Projected population burden of bladder cancer in White men through 2040. (A) Projections of incidence standardized to the US 2000 standard population and (B) annual population incidence and (C) the number of new cases of bladder cancer in White men through 2040. Delay-adjusted SEER predictions for the age-standardized incidence in White men are shown in (A). SCOUT does not model time-varying smoking patterns and, thus, is not used in these projections. Results are based on the best-fitting parameter set in the calibrations, to minimize computation cost (no uncertainty ranges depicted). COBRAS = Cancer of the Bladder R-based Analytic Simulator; SCOUT = Simulation of Cancers of the Urinary Tract; SEER = Surveillance, Epidemiology and End Results.

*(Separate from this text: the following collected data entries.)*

//! Version algebra (spec §4.1): four-component versions with an optional
//! pre-release tag, and ranges with independent min/max inclusivity plus a
//! "float behavior" describing which trailing component is still free to
//! move when the resolver picks a winner among several satisfying versions.

use serde::{Deserialize, Serialize};
use std::cmp::Ordering;
use std::fmt;
use std::str::FromStr;

use crate::error::{Error, Result};

/// A four-component version with an optional pre-release tag.
///
/// Release versions sort after every pre-release with the same
/// `(major, minor, patch, revision)`; pre-release tags otherwise compare
/// lexicographically, matching spec §4.1.
#[derive(Debug, Clone, PartialEq, Eq, Serialize, Deserialize)]
pub struct Version {
    pub major: u64,
    pub minor: u64,
    pub patch: u64,
    pub revision: u64,
    pub pre: Option<String>,
}

impl Version {
    #[must_use]
    pub fn new(major: u64, minor: u64, patch: u64) -> Self {
        Self {
            major,
            minor,
            patch,
            revision: 0,
            pre: None,
        }
    }

    #[must_use]
    pub const fn is_prerelease(&self) -> bool {
        self.pre.is_some()
    }

    /// Parse `"major[.minor[.patch[.revision]]][-pre]"`.
    pub fn parse(raw: &str) -> Result<Self> {
        let raw = raw.trim().trim_start_matches('v');
        let (numeric, pre) = match raw.split_once('-') {
            Some((n, p)) => (n, Some(p.to_string())),
            None => (raw, None),
        };

        let mut parts = numeric.split('.');
        let mut next = |part: Option<&str>| -> Result<u64> {
            match part {
                Some(s) if !s.is_empty() => s.parse::<u64>().map_err(|_| Error::InvalidRange {
                    raw: raw.to_string(),
                }),
                _ => Ok(0),
            }
        };

        let major = next(parts.next())?;
        let minor = next(parts.next())?;
        let patch = next(parts.next())?;
        let revision = next(parts.next())?;
        if parts.next().is_some() {
            return Err(Error::InvalidRange {
                raw: raw.to_string(),
            });
        }

        Ok(Self {
            major,
            minor,
            patch,
            revision,
            pre,
        })
    }
}

impl fmt::Display for Version {
    fn fmt(&self, f: &mut fmt::Formatter<'_>) -> fmt::Result {
        write!(f, "{}.{}.{}.{}", self.major, self.minor, self.patch, self.revision)?;
        if let Some(pre) = &self.pre {
            write!(f, "-{pre}")?;
        }
        Ok(())
    }
}

impl FromStr for Version {
    type Err = Error;

    fn from_str(s: &str) -> Result<Self> {
        Self::parse(s)
    }
}

impl PartialOrd for Version {
    fn partial_cmp(&self, other: &Self) -> Option<Ordering> {
        Some(self.cmp(other))
    }
}

impl Ord for Version {
    fn cmp(&self, other: &Self) -> Ordering {
        (self.major, self.minor, self.patch, self.revision)
            .cmp(&(other.major, other.minor, other.patch, other.revision))
            .then_with(|| match (&self.pre, &other.pre) {
                (None, None) => Ordering::Equal,
                (None, Some(_)) => Ordering::Greater,
                (Some(_), None) => Ordering::Less,
                (Some(a), Some(b)) => a.cmp(b),
            })
    }
}

/// Which trailing component of a range's `min` is still allowed to "float":
/// a floating range additionally requires every component more significant
/// than this one to match `min` exactly, leaving this component (and
/// anything more specific, including the pre-release tag) free (spec §4.1).
/// Parsed from a trailing `.*` (or `-*` for [`Self::Prerelease`]) in
/// [`VersionRange::parse`], e.g. `"1.2.*"` fixes major/minor and floats the
/// build component onward.
#[derive(Debug, Clone, Copy, PartialEq, Eq, Default, Serialize, Deserialize)]
pub enum FloatBehavior {
    #[default]
    None,
    Prerelease,
    Revision,
    Build,
    Minor,
    Major,
    AbsoluteLatest,
}

impl FloatBehavior {
    /// How many of `(major, minor, patch, revision)` this behavior pins to
    /// an exact value against `min`; the rest (and the pre-release tag) are
    /// free.
    fn fixed_components(self) -> usize {
        match self {
            Self::None | Self::Prerelease => 4,
            Self::Revision => 3,
            Self::Build => 2,
            Self::Minor => 1,
            Self::Major | Self::AbsoluteLatest => 0,
        }
    }
}

/// A version-range constraint: `min ⋈ v ⋈ max` with independent
/// inclusivity flags, plus a float behavior and a flag marking
/// framework/GAC references that bypass version resolution entirely
/// (spec §3 `LibraryRange` invariant).
#[derive(Debug, Clone)]
pub struct VersionRange {
    pub min: Option<Version>,
    pub max: Option<Version>,
    pub min_inclusive: bool,
    pub max_inclusive: bool,
    pub float: FloatBehavior,
    /// True for framework/GAC references: `min`/`max` are ignored entirely.
    pub is_reference: bool,
}

impl VersionRange {
    /// The unconstrained range (`*`), not a framework/GAC reference.
    #[must_use]
    pub fn any() -> Self {
        Self {
            min: None,
            max: None,
            min_inclusive: true,
            max_inclusive: true,
            float: FloatBehavior::None,
            is_reference: false,
        }
    }

    /// A range matching exactly one version.
    #[must_use]
    pub fn exact(version: Version) -> Self {
        Self {
            min: Some(version.clone()),
            max: Some(version),
            min_inclusive: true,
            max_inclusive: true,
            float: FloatBehavior::None,
            is_reference: false,
        }
    }

    /// A framework/GAC reference range: always "satisfied", version
    /// resolution is bypassed by the caller (spec §4.2 framework/GAC
    /// providers).
    #[must_use]
    pub fn reference() -> Self {
        Self {
            min: None,
            max: None,
            min_inclusive: true,
            max_inclusive: true,
            float: FloatBehavior::None,
            is_reference: true,
        }
    }

    /// Half-open `[min, max)`.
    #[must_use]
    pub fn half_open(min: Version, max: Version) -> Self {
        Self {
            min: Some(min),
            max: Some(max),
            min_inclusive: true,
            max_inclusive: false,
            float: FloatBehavior::None,
            is_reference: false,
        }
    }

    /// Whether `version` satisfies this range. Framework/GAC references
    /// always satisfy, per spec §3's bypass invariant. A floating range
    /// (`self.float != FloatBehavior::None`) additionally requires the
    /// allowed component (or any more specific one) to be free (spec §4.1),
    /// in place of the plain `min ⋈ v ⋈ max` comparison.
    #[must_use]
    pub fn satisfies(&self, version: &Version) -> bool {
        if self.is_reference {
            return true;
        }
        if self.float != FloatBehavior::None {
            return self.satisfies_floating(version);
        }
        if let Some(min) = &self.min {
            match (version.cmp(min), self.min_inclusive) {
                (Ordering::Less, _) => return false,
                (Ordering::Equal, false) => return false,
                _ => {}
            }
        }
        if let Some(max) = &self.max {
            match (version.cmp(max), self.max_inclusive) {
                (Ordering::Greater, _) => return false,
                (Ordering::Equal, false) => return false,
                _ => {}
            }
        }
        true
    }

    fn satisfies_floating(&self, version: &Version) -> bool {
        let Some(min) = &self.min else { return true };
        let fixed = self.float.fixed_components();
        let components = [
            (min.major, version.major),
            (min.minor, version.minor),
            (min.patch, version.patch),
            (min.revision, version.revision),
        ];
        components[..fixed].iter().all(|(want, got)| want == got)
    }

    /// The single canonical string form used on both sides of lock-file
    /// validation (spec §9 Open Questions (a)/(b)). This is the *only*
    /// formatter for ranges anywhere in the workspace.
    #[must_use]
    pub fn canonical_form(&self) -> String {
        if self.is_reference {
            return "(framework-reference)".to_string();
        }
        let lo = match &self.min {
            Some(v) => v.to_string(),
            None => String::new(),
        };
        let hi = match &self.max {
            Some(v) => v.to_string(),
            None => String::new(),
        };
        let open = if self.min_inclusive { '[' } else { '(' };
        let close = if self.max_inclusive { ']' } else { ')' };
        format!("{open}{lo}, {hi}{close}")
    }
}

impl PartialEq for VersionRange {
    /// Range equality is defined by canonical string form, not structural
    /// comparison (spec §4.1: "Equality of ranges for lock-file
    /// canonicalisation uses the formatted string").
    fn eq(&self, other: &Self) -> bool {
        self.canonical_form() == other.canonical_form()
    }
}
impl Eq for VersionRange {}

impl fmt::Display for VersionRange {
    fn fmt(&self, f: &mut fmt::Formatter<'_>) -> fmt::Result {
        f.write_str(&self.canonical_form())
    }
}

impl Serialize for VersionRange {
    fn serialize<S>(&self, serializer: S) -> std::result::Result<S::Ok, S::Error>
    where
        S: serde::Serializer,
    {
        serializer.serialize_str(&self.canonical_form())
    }
}

impl<'de> Deserialize<'de> for VersionRange {
    fn deserialize<D>(deserializer: D) -> std::result::Result<Self, D::Error>
    where
        D: serde::Deserializer<'de>,
    {
        let raw = String::deserialize(deserializer)?;
        VersionRange::parse(&raw).map_err(serde::de::Error::custom)
    }
}

impl VersionRange {
    /// Parse the canonical `[min, max)`-style form, a bare version (treated
    /// as an exact match), `*` (treated as [`VersionRange::any`]), or a
    /// floating form (`"1.*"`, `"1.2.*"`, `"1.2.3.*"`, `"1.2.3-*"`), per
    /// spec §4.1's float behaviors.
    pub fn parse(raw: &str) -> Result<Self> {
        let raw = raw.trim();
        if raw == "*" || raw.is_empty() {
            return Ok(Self::any());
        }
        if raw == "(framework-reference)" {
            return Ok(Self::reference());
        }
        if let Some(floating) = Self::parse_floating(raw)? {
            return Ok(floating);
        }

        let bytes = raw.as_bytes();
        let min_inclusive = bytes.first() == Some(&b'[');
        let max_inclusive = bytes.last() == Some(&b']');
        let has_brackets = matches!(bytes.first(), Some(b'[' | b'('))
            && matches!(bytes.last(), Some(b']' | b')'));

        if !has_brackets {
            let v = Version::parse(raw)?;
            return Ok(Self::exact(v));
        }

        let inner = &raw[1..raw.len() - 1];
        let mut parts = inner.splitn(2, ',');
        let lo = parts.next().unwrap_or("").trim();
        let hi = parts.next().unwrap_or("").trim();

        let min = if lo.is_empty() { None } else { Some(Version::parse(lo)?) };
        let max = if hi.is_empty() { None } else { Some(Version::parse(hi)?) };

        Ok(Self {
            min,
            max,
            min_inclusive,
            max_inclusive,
            float: FloatBehavior::None,
            is_reference: false,
        })
    }

    /// Recognises a trailing `-*` (pre-release floats) or a trailing `.*`
    /// component (everything from that point on floats); `None` if `raw`
    /// isn't a floating form at all.
    fn parse_floating(raw: &str) -> Result<Option<Self>> {
        if let Some(prefix) = raw.strip_suffix("-*") {
            let min = Version::parse(prefix)?;
            return Ok(Some(Self::floating(min, FloatBehavior::Prerelease)));
        }

        let parts: Vec<&str> = raw.split('.').collect();
        if parts.len() < 2 || *parts.last().unwrap() != "*" {
            return Ok(None);
        }
        let fixed = &parts[..parts.len() - 1];
        let behavior = match fixed.len() {
            1 => FloatBehavior::Minor,
            2 => FloatBehavior::Build,
            3 => FloatBehavior::Revision,
            _ => return Err(Error::InvalidRange { raw: raw.to_string() }),
        };
        let min = Version::parse(&fixed.join("."))?;
        Ok(Some(Self::floating(min, behavior)))
    }

    /// A floating range: `min` pins the fixed prefix, no upper bound (the
    /// floating components are free to be anything), per spec §4.1.
    fn floating(min: Version, float: FloatBehavior) -> Self {
        Self {
            min: Some(min),
            max: None,
            min_inclusive: true,
            max_inclusive: true,
            float,
            is_reference: false,
        }
    }
}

Age-standardized incidence removed the impact of demographic shifts in the population cohorts and does not fully reflect the actual age-related population burden of bladder cancer. Instead, Figure 5B projects the (crude) annual incidence of bladder cancer through 2040, as the age distribution of the population shifts to older ages. The SEER crude incidence changed from 31.7 to 35.5 cases per 100K person years between 2000 and 2010. In COBRAS and Kystis, the annual incidence of bladder cancer diagnosis increased continuously from 36–37 cases per 100K person years in 2010 (both models) to 52 (COBRAS) and 45 (Kystis) cases per 100K person years, respectively, in 2040. COBRAS and Kystis predicted that new cases continued to rise through 2040 (Fig. 5C), by 1.8%/yr and 1.5%/yr, respectively.
3.4. Ages at key events and important time intervals
Table 2 shows the median, and the 25th and 75th percentiles of the ages at which the key events in the natural history of bladder cancer occur and the time intervals between these key events for White men born in 1950. Across the three models, the first lesion appeared at median ages of 71–74 yr, MIBC first appeared at median ages of 75–77 yr, and metastasis first occurred at median ages of 77–79 yr. The median age of diagnosis ranged from 74 to 77 yr. The interquartile ranges for the ages of these key events in the population were wide and comparable across the three models.
Table 2.
Ages of and time intervals between key events with each model (White men, 1950 cohort)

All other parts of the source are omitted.